Bamboost
bamboostcorehdf5ref

bamboost.core.hdf5.ref

This module provides a high-level abstraction for working with HDF5 (h5py) groups and datasets. It is built on the concept of describing an object in the file with a reference to it (deterministic reference: a file instance, and a path inside the HDF file).

The reference handles file opening and closing, and provides a simple interface to data, attributes and subgroups. In essence, this model provides h5py objects like any other in-memory data structure.

Attributes

  • log=BAMBOOST_LOGGER.getChild('hdf5')
  • _RT_group=TypeVar('_RT_group', bound=(Union['Group', 'Dataset']))
  • _g=bamboost.core.hdf5.ref.Group
  • _d=bamboost.core.hdf5.ref.Dataset

Classes

InvalidReferenceError

InvalidReferenceError(self, path, filename)
Arguments:

RefStatus

Attributes:
  • INVALID=0
  • VALID=1
  • NOT_CHECKED=2

H5Reference

H5Reference(self, path, file)
Arguments:
  • path:str
  • file:HDF5File[bamboost._typing._MT]
Attributes:
  • _status:RefStatus=bamboost.core.hdf5.ref.RefStatus.bamboost.core.hdf5.ref.RefStatus.NOT_CHECKED
  • _path=HDF5Path(path)
  • _obj:typing.Union[h5py.h5py.Group, h5py.h5py.Dataset, h5py.h5py.Datatype]

    Returns the h5py object bound at the path of this reference.

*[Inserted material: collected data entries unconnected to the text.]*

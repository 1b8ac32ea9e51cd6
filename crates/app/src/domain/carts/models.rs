//! Cart Models

use rust_decimal::Decimal;

use crate::domain::items::models::Item;

/// Cart Model
///
/// Holds one entry per unit, in insertion order. `total` always equals the
/// sum of the contained item prices.
#[derive(Debug, Clone, PartialEq)]
pub struct Cart {
    pub id: i64,
    pub user_id: i64,
    pub items: Vec<Item>,
    pub total: Decimal,
}

impl Cart {
    /// Append `quantity` units of `item` after the existing entries.
    pub fn add_items(&mut self, item: &Item, quantity: u32) {
        for _ in 0..quantity {
            self.items.push(item.clone());
        }

        self.recalculate();
    }

    /// Remove up to `quantity` units of the given item, most recently added
    /// first. Removing more units than present clears all matches.
    pub fn remove_items(&mut self, item_id: i64, quantity: u32) {
        for _ in 0..quantity {
            let Some(position) = self.items.iter().rposition(|item| item.id == item_id) else {
                break;
            };

            self.items.remove(position);
        }

        self.recalculate();
    }

    /// Empty the cart and zero its total.
    pub fn clear(&mut self) {
        self.items.clear();
        self.recalculate();
    }

    fn recalculate(&mut self) {
        self.total = self.items.iter().map(|item| item.price).sum();
    }
}

/// Cart modification request
#[derive(Debug, Clone, PartialEq, Eq)]
pub struct ModifyCartRequest {
    pub username: String,
    pub item_id: i64,
    pub quantity: u32,
}

#[cfg(test)]
mod tests {
    use super::*;

    fn make_item(id: i64, price: Decimal) -> Item {
        Item {
            id,
            name: format!("item-{id}"),
            price,
            description: String::new(),
        }
    }

    fn empty_cart() -> Cart {
        Cart {
            id: 1,
            user_id: 1,
            items: Vec::new(),
            total: Decimal::ZERO,
        }
    }

    #[test]
    fn adding_items_keeps_total_equal_to_sum() {
        let mut cart = empty_cart();
        let widget = make_item(1, Decimal::new(299, 2));

        cart.add_items(&widget, 2);

        assert_eq!(cart.items.len(), 2);
        assert_eq!(cart.total, Decimal::new(598, 2));
    }

    #[test]
    fn added_items_land_after_existing_entries() {
        let mut cart = empty_cart();
        let first = make_item(1, Decimal::new(299, 2));
        let second = make_item(2, Decimal::new(199, 2));

        cart.add_items(&first, 1);
        cart.add_items(&second, 1);

        assert_eq!(cart.items.first().map(|item| item.id), Some(1));
        assert_eq!(cart.items.last().map(|item| item.id), Some(2));
        assert_eq!(cart.total, Decimal::new(498, 2));
    }

    #[test]
    fn add_then_remove_restores_total_exactly() {
        let mut cart = empty_cart();
        let widget = make_item(1, Decimal::new(299, 2));

        cart.add_items(&widget, 3);
        cart.remove_items(1, 3);

        assert!(cart.items.is_empty(), "cart should be empty");
        assert_eq!(cart.total, Decimal::ZERO);
    }

    #[test]
    fn removing_more_than_present_clamps_at_zero() {
        let mut cart = empty_cart();
        let widget = make_item(1, Decimal::new(299, 2));
        let other = make_item(2, Decimal::new(199, 2));

        cart.add_items(&widget, 1);
        cart.add_items(&other, 1);
        cart.remove_items(1, 5);

        assert_eq!(cart.items.len(), 1);
        assert_eq!(cart.total, Decimal::new(199, 2));
    }

    #[test]
    fn removing_absent_item_leaves_cart_unchanged() {
        let mut cart = empty_cart();
        let widget = make_item(1, Decimal::new(299, 2));

        cart.add_items(&widget, 1);
        cart.remove_items(99, 1);

        assert_eq!(cart.items.len(), 1);
        assert_eq!(cart.total, Decimal::new(299, 2));
    }

    #[test]
    fn duplicates_are_removed_most_recent_first() {
        let mut cart = empty_cart();
        let widget = make_item(1, Decimal::new(299, 2));
        let other = make_item(2, Decimal::new(199, 2));

        cart.add_items(&widget, 1);
        cart.add_items(&other, 1);
        cart.add_items(&widget, 1);
        cart.remove_items(1, 1);

        let ids: Vec<i64> = cart.items.iter().map(|item| item.id).collect();

        assert_eq!(ids, vec![1, 2]);
    }

    #[test]
    fn clear_empties_items_and_total() {
        let mut cart = empty_cart();
        let widget = make_item(1, Decimal::new(299, 2));

        cart.add_items(&widget, 4);
        cart.clear();

        assert!(cart.items.is_empty(), "cart should be empty");
        assert_eq!(cart.total, Decimal::ZERO);
    }
}
//! Get User Handler

use std::sync::Arc;

use salvo::{oapi::extract::PathParam, prelude::*};

use crate::{
    extensions::*, state::State, users::errors::into_status_error,
    users::responses::UserResponse,
};

/// Get User Handler
///
/// Returns a user account by username.
#[endpoint(tags("users"), summary = "Get User")]
pub(crate) async fn handler(
    username: PathParam<String>,
    depot: &mut Depot,
) -> Result<Json<UserResponse>, StatusError> {
    let state = depot.obtain_or_500::<Arc<State>>()?;

    let user = state
        .app
        .users
        .find_by_username(&username.into_inner())
        .await
        .map_err(into_status_error)?;

    Ok(Json(user.into()))
}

  • attrs:AttrsDict[bamboost._typing._MT]
  • parent:Group[bamboost._typing._MT]
Arguments:
  • key
H5Reference.new(cls, path, file, _type=None) -> _RT_group

Returns a new pointer object.

Arguments:
  • cls
  • path:str
  • file:HDF5File[bamboost._typing._MT]
  • _type:typing.Optional[typing.Type[_RT_group]]=None

Group

Group(self, path, file)
Arguments:
  • path:str
  • file:HDF5File[bamboost._typing._MT]
Attributes:
  • _group_map=FilteredFileMap(file.file_map, path)
  • _status=RefStatus(_valid)
  • _obj:h5py.h5py.Group
Group.__contains__(self, key) -> bool
Arguments:
  • key:str
Group.__delitem__(self, key) -> None

Deletes an item.

Arguments:
  • key
Group.__setitem__(self, key, newvalue)

Used to set an attribute. Will be written as an attribute to the group.

Arguments:
  • key
  • newvalue
Group.items(self, *, filter=None) -> Generator[Tuple[str, Union[Group[_MT], Dataset[_MT]]], None, None]
Arguments:
  • filter:typing.Optional[typing.Literal['groups', 'datasets']]=None
Group.require_self(self) -> None

Create the group if it doesn't exist yet.

Note

This is a parallel collective operation. It MUST be executed on all ranks to avoid deadlocks, unless the instance is wrapped under a comm_self context manager (from ), which allows safe execution from a single rank only.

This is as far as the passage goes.